## Assigned task
Filter the listing below, keeping every line that holds "replacement".

»»

// ---------------------------------------------------------------------------
// Inputs
// ---------------------------------------------------------------------------

/// Emission settings shared by every document of a builder.
#[derive(Debug, Clone, Copy, PartialEq, Eq, Serialize, Deserialize)]
#[serde(default)]
pub struct BuilderSettings {
    /// Model code.
    pub model: u8,
    /// Emission type (1 = normal).
    pub emission_type: u8,
}

impl Default for BuilderSettings {
    fn default() -> Self {
        Self {
            model: CTE_MODEL,
            emission_type: 1,
        }
    }
}

/// A request to emit one CT-e.
#[derive(Debug, Clone, PartialEq, Eq, Serialize, Deserialize)]
pub struct ShipmentOrder {
    /// Tenant.
    pub organization: OrganizationId,
    /// Emitting branch; owns the numbering.
    pub branch: BranchId,
    /// Series.
    #[serde(default = "default_series")]
    pub series: u16,
    /// Emitter's tax regime.
    pub regime: TaxRegime,
    /// Emitter.
    pub emitter: Party,
    /// Sender, recipient, service taker, ...
    #[serde(default)]
    pub counterparties: Vec<Counterparty>,
    /// Start of the service.
    pub origin: JurisdictionCode,
    /// End of the service.
    pub destination: JurisdictionCode,
    /// Cargo.
    pub cargo: Cargo,
    /// Insurance; both policy and averbation are mandatory.
    #[serde(default)]
    pub insurance: Option<InsuranceInfo>,
    /// Service price components.
    pub service_components: Vec<ServiceComponent>,
    /// Receivable amount; defaults to the total.
    #[serde(default)]
    pub receivable: Option<Money>,
    /// Dual-VAT group.
    #[serde(default)]
    pub ibs_cbs: Option<IbsCbsParams>,
    /// Tax reference date; defaults to today.
    #[serde(default)]
    pub as_of: Option<NaiveDate>,
    /// Contingency numeric code for the key.
    #[serde(default)]
    pub contingency_code: Option<u32>,
}

fn default_series() -> u16 {
    1
}

/// Output of [`DocumentBuilder::reissue`].
#[derive(Debug, Clone, PartialEq, Eq)]
pub struct Reissue {
    /// Voids the previous key.
    pub void: VoidNotice,
    /// The new document.
    pub replacement: FiscalDocument,
}

// ---------------------------------------------------------------------------
// Builder
// ---------------------------------------------------------------------------

/// Assembles CT-e documents.
#[derive(Clone)]
pub struct DocumentBuilder {
    resolver: TaxMatrixResolver,
    sequences: Arc<dyn SequenceCounter>,
    random: Arc<dyn RandomSource>,
    clock: Arc<dyn Clock>,
    settings: BuilderSettings,
}

impl std::fmt::Debug for DocumentBuilder {
    fn fmt(&self, f: &mut std::fmt::Formatter<'_>) -> std::fmt::Result {
        f.debug_struct("DocumentBuilder")
            .field("settings", &self.settings)
            .finish_non_exhaustive()
    }
}

impl DocumentBuilder {
    /// Create a builder.
    ///
    /// # Errors
    ///
    /// [`BuildError::AccessKey`] when the settings' model or emission type
    /// can never produce a valid key.
    pub fn new(
        resolver: TaxMatrixResolver,
        sequences: Arc<dyn SequenceCounter>,
        random: Arc<dyn RandomSource>,
        clock: Arc<dyn Clock>,
        settings: BuilderSettings,
    ) -> Result<Self, BuildError> {
        if settings.model > 99 {
            return Err(AccessKeyError::ModelOutOfRange(settings.model).into());
        }
        if !(1..=9).contains(&settings.emission_type) {
            return Err(AccessKeyError::EmissionTypeOutOfRange(settings.emission_type).into());
        }
        Ok(Self {
            resolver,
            sequences,
            random,
            clock,
            settings,
        })
    }

    /// Build and number a document.
    pub fn build(&self, order: ShipmentOrder) -> Result<FiscalDocument, BuildError> {
        let insurance = insurance_gate(order.insurance.as_ref())?;
        let service_value = service_value(&order)?;
        if order.cargo.description.trim().is_empty() {
            return Err(ValidationError::MissingField("cargo.description").into());
        }
        if order.series > MAX_SERIES {
            return Err(AccessKeyError::SeriesOutOfRange(order.series).into());
        }
        if let Some(code) = order.contingency_code.filter(|c| *c > MAX_NUMERIC_CODE) {
            return Err(AccessKeyError::NumericCodeOutOfRange(code).into());
        }

        let resolved = self.resolver.resolve(
            order.organization,
            order.origin,
            order.destination,
            order.regime,
            order.as_of,
        )?;
        let computation = compute_tax(&resolved, service_value.total.amount())?;
        let currency = service_value.total.currency().clone();
        let icms = IcmsBlock {
            cst: resolved.cst.clone(),
            base: Money::new(computation.base, currency.clone()),
            rate: computation.rate,
            value: Money::new(computation.tax_value, currency),
            base_reduction: resolved.reduction,
        };
        let ibs_cbs = order.ibs_cbs.map(IbsCbsGroup::new).transpose()?;
        if let Some(group) = &ibs_cbs {
            if group.base().currency() != service_value.total.currency() {
                return Err(ValidationError::InvalidCurrency(group.base().currency().to_string()).into());
            }
        }

        let number = self.sequences.next(order.branch, order.series)?;
        let issued_at = self.clock.now();
        let access_key = generate_access_key(
            &AccessKeyParams {
                jurisdiction: order.emitter.jurisdiction,
                issued_on: issued_at.date_naive(),
                tax_id: order.emitter.tax_id.clone(),
                model: self.settings.model,
                series: order.series,
                number,
                emission_type: self.settings.emission_type,
                numeric_code: order.contingency_code,
            },
            self.random.as_ref(),
        )?;

        tracing::info!(
            organization = %order.organization,
            branch = %order.branch,
            series = order.series,
            number,
            access_key = %access_key,
            rule_id = %resolved.rule_id,
            "emitted CT-e"
        );

        Ok(FiscalDocument {
            header: DocumentHeader {
                numeric_code: access_key.components().numeric_code,
                access_key,
                model: self.settings.model,
                series: order.series,
                number,
                emission_type: self.settings.emission_type,
                issued_at,
                origin: order.origin,
                destination: order.destination,
                operation_code: resolved.operation_code,
                tax_rule_id: resolved.rule_id,
            },
            emitter: order.emitter,
            counterparties: order.counterparties,
            cargo: order.cargo,
            insurance,
            icms: vec![icms],
            ibs_cbs,
            service_value,
        })
    }

    /// Void `document` without a replacement.
    pub fn void(&self, document: &FiscalDocument, reason: &str) -> Result<VoidNotice, BuildError> {
        if reason.trim().is_empty() {
            return Err(BuildError::MissingVoidReason);
        }
        tracing::warn!(access_key = %document.access_key(), reason, "voided CT-e");
        Ok(VoidNotice {
            voided_access_key: document.access_key().clone(),
            replaced_by: None,
            reason: reason.to_string(),
            voided_at: self.clock.now(),
        })
    }

    /// Void `previous` and emit a replacement for `order` with a fresh
    /// number and key. If the replacement cannot be built, nothing is
    /// voided.
    pub fn reissue(
        &self,
        previous: &FiscalDocument,
        order: ShipmentOrder,
        reason: &str,
    ) -> Result<Reissue, BuildError> {
        if reason.trim().is_empty() {
            return Err(BuildError::MissingVoidReason);
        }
        let replacement = self.build(order)?;
        let mut void = self.void(previous, reason)?;
        void.replaced_by = Some(replacement.access_key().clone());
        Ok(Reissue { void, replacement })
    }
}

fn insurance_gate(info: Option<&InsuranceInfo>) -> Result<Insurance, BuildError> {
    let present = |v: Option<&String>| v.filter(|s| !s.trim().is_empty()).cloned();
    let info = info.ok_or(BuildError::MissingInsuranceAverbation { missing: "policy" })?;
    let policy_number = present(info.policy_number.as_ref())
        .ok_or(BuildError::MissingInsuranceAverbation { missing: "policy" })?;
    let averbation_number = present(info.averbation_number.as_ref())
        .ok_or(BuildError::MissingInsuranceAverbation { missing: "averbation" })?;
    Ok(Insurance {
        insurer: info.insurer.clone(),
        policy_number,
        averbation_number,
    })
}

fn service_value(order: &ShipmentOrder) -> Result<ServiceValue, BuildError> {
    let first = order
        .service_components
        .first()
        .ok_or(ValidationError::MissingField("service_components"))?;
    let currency = first.value.currency().clone();

    let mut total = Decimal::ZERO;
    for component in &order.service_components {
        if component.name.trim().is_empty() {
            return Err(ValidationError::MissingField("service_components.name").into());
        }
        if component.value.currency() != &currency {
            return Err(ValidationError::InvalidCurrency(component.value.currency().to_string()).into());
        }
        if component.value.is_negative() {
            return Err(ValidationError::InvalidValue(component.value.amount().to_string()).into());
        }
        total = total
            .checked_add(component.value.amount())
            .ok_or_else(|| ValidationError::AmountOutOfRange("service_components total".into()))?;
    }
    if total <= Decimal::ZERO {
        return Err(ValidationError::InvalidValue(total.to_string()).into());
    }

    let total = Money::new(total, currency.clone());
    let receivable = match &order.receivable {
        None => total.clone(),
        Some(r) if r.currency() != &currency => {
            return Err(ValidationError::InvalidCurrency(r.currency().to_string()).into())
        }
        Some(r) if r.is_negative() || r.amount() > total.amount() => {
            return Err(ValidationError::InvalidValue(r.amount().to_string()).into())
        }
        Some(r) => r.clone(),
    };

    Ok(ServiceValue {
        total: total.rounded(),
        receivable: receivable.rounded(),
        components: order.service_components.clone(),
    })
}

««

## Response area
    pub replacement: FiscalDocument,
    /// Void `document` without a replacement.
    /// Void `previous` and emit a replacement for `order` with a fresh
    /// number and key. If the replacement cannot be built, nothing is
        let replacement = self.build(order)?;
        void.replaced_by = Some(replacement.access_key().clone());
        Ok(Reissue { void, replacement })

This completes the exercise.